From manufacturer docs: 55.2V - 3.45V/cell for a 16S - can’t be a protection cut-off.
For sure it’s a way of saying - no more than this: this is the voltage for constant voltage, “absorption” phase.
I would set the current limit to 10A and voltage limit to 55.2V and let it keep charging up until delta is smaller than 30mV.
If possible, monitor the high cell voltage and reduce the CURRENT limit as soon as the high cell voltage is reaching more than 3.55V.
Keep reducing it up until it’s not possible to go over 3.55V per cell.
Some will say that you should reduce the voltage, but the effect will be the same - reducing the voltage will eventually make the current go down.
But you need to keep the voltage as high as possible for the balance to start and keep working.
So reducing the current, in a way, you still keeping the charging process on a constant current, voltage ramp-up way, allowing the voltage to reach the final voltage target.
During time you’ll see/learn that charging with small currents will help cells to reach more evenly the final stage and delta will be lower and lower.
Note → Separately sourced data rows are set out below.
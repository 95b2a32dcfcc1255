use std::collections::BTreeMap;
use std::fmt;

use anyhow::Result;
use serde::{Deserialize, Serialize};

use geom::{Direction, GridPt, Pt2D};

use crate::{BilingualName, Color};

/// What one line knows about one of its real stations.
#[derive(Clone, Debug, PartialEq, Serialize, Deserialize)]
pub struct RealStationRecord {
    pub line: String,
    pub color: Color,
    pub sub_color: Option<Color>,
    pub name: BilingualName,
    pub label_direction: Option<Direction>,
}

/// The real stations of one line.
pub type LineStationMap = BTreeMap<GridPt, RealStationRecord>;
/// The real stations of every line. Several lines stopping at the same coordinate is an
/// interchange, so each coordinate can have several records, in line order.
pub type RealStationMap = BTreeMap<GridPt, Vec<RealStationRecord>>;

/// Which way the platforms of a station are laid out.
#[derive(Clone, Copy, Debug, PartialEq, Eq, Serialize, Deserialize)]
pub enum Orientation {
    Horizontal,
    Vertical,
}

/// How a label lines up with its anchor, horizontally.
#[derive(Clone, Copy, Debug, PartialEq, Eq, Serialize, Deserialize)]
pub enum LabelAlignment {
    /// The text starts at the anchor and runs away from the station.
    Start,
    Middle,
    End,
}

/// One physical station, possibly served by several lines.
#[derive(Clone, Debug, PartialEq, Serialize, Deserialize)]
pub struct Station {
    pub center: Pt2D,
    /// Ordered by coordinate sum, so along the row or column.
    pub coords: Vec<GridPt>,
    /// One per record, in coordinate order.
    pub colors: Vec<Color>,
    pub sub_colors: Vec<Option<Color>>,
    pub lines: Vec<String>,
    /// Where each record stops, lined up with `colors`.
    pub platforms: Vec<GridPt>,
    pub orientation: Orientation,
    pub name: BilingualName,
    pub label_direction: Option<Direction>,
}

impl Station {
    pub fn is_interchange(&self) -> bool {
        self.colors.len() > 1
    }

    /// Half the width and height of the rounded box drawn around the platforms.
    pub fn frame_half_size(&self, frame_radius: f64) -> (f64, f64) {
        let half_span = (self.coords.len() - 1) as f64 / 2.0;
        match self.orientation {
            Orientation::Horizontal => (half_span + frame_radius, frame_radius),
            Orientation::Vertical => (frame_radius, half_span + frame_radius),
        }
    }

    /// The point on the station's frame where the label attaches: a corner or edge midpoint,
    /// picked by the label direction.
    pub fn label_anchor(&self, frame_radius: f64) -> Option<Pt2D> {
        let (dx, dy) = self.label_direction?.unit_vector();
        let (half_width, half_height) = self.frame_half_size(frame_radius);
        Some(self.center.offset(half_width * dx, half_height * dy))
    }

    /// Where to draw the colored point of each record, lined up with `colors`. Records sharing a
    /// coordinate are spread `spacing` apart along the station, centered on that coordinate.
    pub fn platform_points(&self, spacing: f64) -> Vec<Pt2D> {
        let (ux, uy) = match self.orientation {
            Orientation::Horizontal => (1.0, 0.0),
            Orientation::Vertical => (0.0, 1.0),
        };
        let mut pts = Vec::new();
        let mut idx = 0;
        while idx < self.platforms.len() {
            let pos = self.platforms[idx];
            let count = self.platforms[idx..]
                .iter()
                .take_while(|pt| **pt == pos)
                .count();
            for k in 0..count {
                let shift = (k as f64 - (count - 1) as f64 / 2.0) * spacing;
                pts.push(pos.to_pt().offset(shift * ux, shift * uy));
            }
            idx += count;
        }
        pts
    }

    pub fn label_alignment(&self) -> Option<LabelAlignment> {
        let (dx, _) = self.label_direction?.opposite().unit_vector();
        Some(if dx > 0.0 {
            LabelAlignment::End
        } else if dx < 0.0 {
            LabelAlignment::Start
        } else {
            LabelAlignment::Middle
        })
    }
}

impl fmt::Display for Station {
    fn fmt(&self, f: &mut fmt::Formatter) -> fmt::Result {
        write!(
            f,
            "Station {} at {} ({} lines)",
            self.name,
            self.center,
            self.colors.len()
        )
    }
}

/// The first value present, as long as every value present is the same. Nothing decides between
/// two different values, so that's an error.
pub(crate) fn agreed_value<T: PartialEq + fmt::Debug>(
    values: impl IntoIterator<Item = Option<T>>,
    what: &str,
) -> Result<Option<T>> {
    let mut result: Option<T> = None;
    for value in values.into_iter().flatten() {
        match result {
            Some(ref existing) if *existing != value => {
                bail!("Disagreement about {}: {:?} vs {:?}", what, existing, value);
            }
            Some(_) => {}
            None => {
                result = Some(value);
            }
        }
    }
    Ok(result)
}

pub(crate) fn agreed_name<'a>(
    names: impl IntoIterator<Item = &'a BilingualName> + Clone,
) -> Result<BilingualName> {
    Ok(BilingualName {
        eng: agreed_value(names.clone().into_iter().map(|n| n.eng.clone()), "English name")?,
        chn: agreed_value(names.into_iter().map(|n| n.chn.clone()), "Chinese name")?,
    })
}
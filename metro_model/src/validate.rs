use anyhow::Result;

use abstutil::{adjacent_pairs, adjacent_triples};
use geom::{turn_between, Line, Pt2D};

/// Every corner of a route has to be a right angle or a 135 degree angle (a 45 degree jog). Going
/// straight through a control point, reversing, or doubling back at 45 degrees all mean the
/// control points were resolved wrong.
pub fn assert_standard_route(pts: &[Pt2D], is_loop: bool) -> Result<()> {
    if is_loop && pts.len() < 3 {
        bail!("A loop through only {} points reverses onto itself", pts.len());
    }
    for (a, b, c) in adjacent_triples(pts, is_loop) {
        match turn_between(*a, *b, *c) {
            Some(turn) if turn.abs() == 2 || turn.abs() == 3 => {}
            Some(turn) => bail!(
                "Route has a {} degree corner at {} (coming from {}, going to {})",
                i16::from(turn.abs()) * 45,
                b,
                a,
                c
            ),
            None => bail!(
                "Route has a zero-length or off-grid edge around {} (coming from {}, going to {})",
                b,
                a,
                c
            ),
        }
    }
    Ok(())
}

/// The station has to sit on one of the route's edges, endpoints included.
pub fn assert_station_on_route(station: Pt2D, pts: &[Pt2D], is_loop: bool) -> Result<()> {
    for (a, b) in adjacent_pairs(pts, is_loop) {
        if let Ok(line) = Line::new(*a, *b) {
            if line.contains_grid_pt(station) {
                return Ok(());
            }
        }
    }
    bail!("Station at {} isn't on its route", station)
}
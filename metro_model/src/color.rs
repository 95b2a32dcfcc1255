use std::fmt;

use serde::{Deserialize, Serialize};

/// An opaque RGB color. Serialized as `[r, g, b]`, the same way the line table lists it.
#[derive(Clone, Copy, Debug, PartialEq, Eq, Hash, PartialOrd, Ord, Serialize, Deserialize)]
pub struct Color(pub u8, pub u8, pub u8);

impl Color {
    pub const BLACK: Color = Color(0, 0, 0);
    pub const WHITE: Color = Color(255, 255, 255);

    pub fn hex(self) -> String {
        format!("#{:02x}{:02x}{:02x}", self.0, self.1, self.2)
    }
}

impl fmt::Display for Color {
    fn fmt(&self, f: &mut fmt::Formatter) -> fmt::Result {
        write!(f, "{}", self.hex())
    }
}

#[cfg(test)]
mod tests {
    use super::*;

    #[test]
    fn hex() {
        assert_eq!(Color(228, 0, 43).hex(), "#e4002b");
        assert_eq!(Color::WHITE.to_string(), "#ffffff");
    }
}
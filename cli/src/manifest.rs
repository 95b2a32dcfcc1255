use std::collections::BTreeSet;
use std::path::Path;

use anyhow::{Context, Result};
use serde::{Deserialize, Serialize};

use metro_model::{Color, Geography, MetroLine, RouteType, ANCHOR_COLUMNS};

/// Describes a whole metro system: which lines exist, where their station tables live, and how to
/// draw them. Paths are relative to the manifest.
#[derive(Clone, Debug, PartialEq, Serialize, Deserialize)]
pub struct Manifest {
    pub name: String,
    #[serde(default = "default_arc_radius")]
    pub arc_radius: f64,
    #[serde(default = "default_frame_radius")]
    pub frame_radius: f64,
    #[serde(default)]
    pub style: Style,
    pub lines: Vec<LineEntry>,
    /// Drawn underneath everything else.
    #[serde(default)]
    pub geography: Geography,
}

#[derive(Clone, Debug, PartialEq, Serialize, Deserialize)]
pub struct LineEntry {
    pub id: usize,
    pub name: String,
    #[serde(default)]
    pub name_chn: Option<String>,
    pub color: Color,
    #[serde(default)]
    pub sub_color: Option<Color>,
    pub route_type: RouteType,
    /// Overrides the manifest's radius for just this line.
    #[serde(default)]
    pub arc_radius: Option<f64>,
    /// A headerless CSV file with one station per row.
    pub stations: String,
}

/// Everything here is in grid units, except `scale`.
#[derive(Clone, Debug, PartialEq, Serialize, Deserialize)]
#[serde(default)]
pub struct Style {
    /// Pixels per grid unit
    pub scale: f64,
    pub padding: f64,
    pub background: Color,
    pub route_width: f64,
    pub route_opacity: f64,
    pub sub_route_width: f64,
    pub station_radius: f64,
    pub station_stroke_width: f64,
    pub interchange_stroke: Color,
    /// Each line stopping at an interchange gets a dot this big inside the frame.
    pub platform_radius: f64,
    /// How far apart the dots of lines stopping at the same coordinate are.
    pub platform_spacing: f64,
    pub font_size: f64,
    pub font_family: String,
    pub land: Color,
    pub water: Color,
    pub district_label: Color,
    pub water_label: Color,
    pub area_font_size: f64,
}

impl Default for Style {
    fn default() -> Style {
        Style {
            scale: 10.0,
            padding: 3.0,
            background: Color::WHITE,
            route_width: 0.8,
            route_opacity: 0.7,
            sub_route_width: 0.3,
            station_radius: 0.4,
            station_stroke_width: 0.2,
            interchange_stroke: Color::BLACK,
            platform_radius: 0.2,
            platform_spacing: 0.5,
            font_size: 1.0,
            font_family: "sans-serif".to_string(),
            land: Color::WHITE,
            water: Color(217, 235, 247),
            district_label: Color(120, 120, 120),
            water_label: Color(93, 188, 218),
            area_font_size: 1.5,
        }
    }
}

fn default_arc_radius() -> f64 {
    2.0
}

fn default_frame_radius() -> f64 {
    0.55
}

impl Manifest {
    pub fn load(path: &str) -> Result<Manifest> {
        let manifest: Manifest = abstutil::read_json(path)?;
        let mut ids = BTreeSet::new();
        for line in &manifest.lines {
            if !ids.insert(line.id) {
                bail!("{} lists line {} more than once", path, line.id);
            }
        }
        if manifest.arc_radius <= 0.0 || manifest.frame_radius <= 0.0 {
            bail!("{} needs positive arc and frame radii", path);
        }
        manifest
            .geography
            .path_commands()
            .with_context(|| format!("checking the geography of {}", path))?;
        Ok(manifest)
    }

    /// Reads the station table of every line. `manifest_path` is where this manifest came from.
    pub fn metro_lines(&self, manifest_path: &str) -> Result<Vec<MetroLine>> {
        let dir = Path::new(manifest_path)
            .parent()
            .unwrap_or_else(|| Path::new(""));
        let mut lines = Vec::new();
        for entry in &self.lines {
            let path = dir.join(&entry.stations);
            let path = path.to_string_lossy();
            let rows = abstutil::read_csv_rows(&path, ANCHOR_COLUMNS)?;
            let anchors = MetroLine::parse_anchors(&rows)
                .with_context(|| format!("reading line {} from {}", entry.name, path))?;
            debug!("Line {} has {} anchors", entry.name, anchors.len());
            lines.push(MetroLine {
                id: entry.id,
                name: entry.name.clone(),
                name_chn: entry.name_chn.clone(),
                color: entry.color,
                sub_color: entry.sub_color,
                route_type: entry.route_type,
                arc_radius: entry.arc_radius.unwrap_or(self.arc_radius),
                anchors,
            });
        }
        Ok(lines)
    }
}
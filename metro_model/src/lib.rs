//! Turns a sparse list of station anchors per metro line into fully articulated routes, and merges
//! the stations of all lines into physical stations.
//!
//! Each anchor only says which way (out of 4 undirected orientations on the 45-degree grid) its
//! line passes through it. Between two consecutive anchors, the route bends where their two
//! lines meet; when those lines are parallel, a bend point is synthesized halfway between them.
//! Every resolved route is checked to only turn by 90 or 135 degrees and to pass through every one
//! of its stations. Optional geography (coastlines, rivers, lakes) is rounded the same way.

#[macro_use]
extern crate anyhow;
#[macro_use]
extern crate log;

mod anchor;
mod arc_path;
mod cluster;
mod color;
mod geography;
mod metro;
mod route;
mod station;
mod synthesize;
mod validate;

pub use crate::anchor::{BilingualName, Sign, StationAnchor, ANCHOR_COLUMNS};
pub use crate::arc_path::{arc_path, to_svg_path_data, PathCommand};
pub use crate::cluster::build_stations;
pub use crate::color::Color;
pub use crate::geography::{AreaKind, AreaLabel, GeoShape, Geography, ShapeKind};
pub use crate::metro::{merge_station_maps, BuiltLine, MetroLine, MetroMap};
pub use crate::route::{Route, RouteType, Topology};
pub use crate::station::{
    LabelAlignment, LineStationMap, Orientation, RealStationMap, RealStationRecord, Station,
};
pub use crate::synthesize::{
    resolve, ControlPoint, ControlPointKind, DirectedPt, Resolution, MAX_SYNTHESIS_DEPTH,
};
pub use crate::validate::{assert_standard_route, assert_station_on_route};
use serde::{Deserialize, Serialize};

use crate::Pt2D;

#[derive(Clone, Debug, Serialize, Deserialize, PartialEq)]
pub struct Bounds {
    pub min_x: f64,
    pub min_y: f64,
    pub max_x: f64,
    pub max_y: f64,
}

impl Bounds {
    /// A boundary including no points.
    pub fn new() -> Bounds {
        Bounds {
            min_x: f64::MAX,
            min_y: f64::MAX,
            max_x: f64::MIN,
            max_y: f64::MIN,
        }
    }

    pub fn from(pts: &[Pt2D]) -> Bounds {
        let mut b = Bounds::new();
        for pt in pts {
            b.update(*pt);
        }
        b
    }

    pub fn update(&mut self, pt: Pt2D) {
        self.min_x = self.min_x.min(pt.x());
        self.max_x = self.max_x.max(pt.x());
        self.min_y = self.min_y.min(pt.y());
        self.max_y = self.max_y.max(pt.y());
    }

    pub fn union(&mut self, other: Bounds) {
        if other.is_empty() {
            return;
        }
        self.update(Pt2D::new(other.min_x, other.min_y));
        self.update(Pt2D::new(other.max_x, other.max_y));
    }

    pub fn is_empty(&self) -> bool {
        self.min_x > self.max_x
    }

    pub fn contains(&self, pt: Pt2D) -> bool {
        pt.x() >= self.min_x && pt.x() <= self.max_x && pt.y() >= self.min_y && pt.y() <= self.max_y
    }

    /// Grows every side by `margin`.
    pub fn padded(&self, margin: f64) -> Bounds {
        Bounds {
            min_x: self.min_x - margin,
            min_y: self.min_y - margin,
            max_x: self.max_x + margin,
            max_y: self.max_y + margin,
        }
    }

    pub fn width(&self) -> f64 {
        self.max_x - self.min_x
    }

    pub fn height(&self) -> f64 {
        self.max_y - self.min_y
    }
}

impl Default for Bounds {
    fn default() -> Self {
        Bounds::new()
    }
}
I agree this does seem quite conservative and a bit low (opinion) but it is not the first manufacturer i have seen limit it there.

@mjim
Is the high cell always the same one? If you hover your mouse over the minnand max usually the cell address appears there.

This is the idea- the thing is the bms is intefering by dropping the max CVL. The only way to prevent that is remove bms control (and reset the system to continue) which means mjim will have to watch everything like a hawk.

And that is not the best solution.

Another Sunwoda user here in the forum reported also cell voltage differences of 50 mV. The current Sunwoda BMS firmware makes not the best job (compared to other manufacturers in the market). But the BMS algorithm is designed by Sunwoda according here cells used.

@mjim can ask the Sunwoda Technical Support to check his system behaviour.

In the past I have also worked with Victron gx DVCC settings to manage the behaviour of my Pytes Battery Stack. (It makes stress.)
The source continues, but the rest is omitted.